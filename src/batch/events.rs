use serde::{Deserialize, Serialize};

/// One record in the batch status stream.
///
/// Sequence contract: exactly one `Start` first, then for every item (in
/// scan order) either a pair of `Progress` events (announce + finish) or
/// one `Error`, then exactly one `Done` — except for an empty batch, which
/// ends right after `Start`.
#[derive(Debug, Clone, Serialize, Deserialize)]
#[serde(tag = "type", rename_all = "lowercase")]
pub enum ProgressEvent {
    Start {
        total: usize,
    },
    Progress {
        done: usize,
        total: usize,
        file: String,
        /// Wall-clock time as "<m>m <s>s"; absent on the announce event
        elapsed: Option<String>,
    },
    Error {
        file: String,
        message: String,
    },
    Done {
        total: usize,
        succeeded: usize,
        failed: usize,
        results: Vec<ItemResult>,
    },
}

/// Outcome of one successfully transcribed item, carried in `Done`.
#[derive(Debug, Clone, Serialize, Deserialize)]
pub struct ItemResult {
    pub name: String,
    pub text: String,
    pub elapsed: String,
}

/// Render whole seconds as `"<minutes>m <seconds>s"`.
pub fn format_elapsed(seconds: u64) -> String {
    format!("{}m {}s", seconds / 60, seconds % 60)
}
........
* WHAT YOU WILL DO *
Would you reproduce the full listing without changing a single word?

* RESULT OF THIS EXERCISE *
filename src/batch/events.rs
use serde::{Deserialize, Serialize};

/// One record in the batch status stream.
///
/// Sequence contract: exactly one `Start` first, then for every item (in
/// scan order) either a pair of `Progress` events (announce + finish) or
/// one `Error`, then exactly one `Done` — except for an empty batch, which
/// ends right after `Start`.
#[derive(Debug, Clone, Serialize, Deserialize)]
#[serde(tag = "type", rename_all = "lowercase")]
pub enum ProgressEvent {
    Start {
        total: usize,
    },
    Progress {
        done: usize,
        total: usize,
        file: String,
        /// Wall-clock time as "<m>m <s>s"; absent on the announce event
        elapsed: Option<String>,
    },
    Error {
        file: String,
        message: String,
    },
    Done {
        total: usize,
        succeeded: usize,
        failed: usize,
        results: Vec<ItemResult>,
    },
}

/// Outcome of one successfully transcribed item, carried in `Done`.
#[derive(Debug, Clone, Serialize, Deserialize)]
pub struct ItemResult {
    pub name: String,
    pub text: String,
    pub elapsed: String,
}

/// Render whole seconds as `"<minutes>m <seconds>s"`.
pub fn format_elapsed(seconds: u64) -> String {
    format!("{}m {}s", seconds / 60, seconds % 60)
}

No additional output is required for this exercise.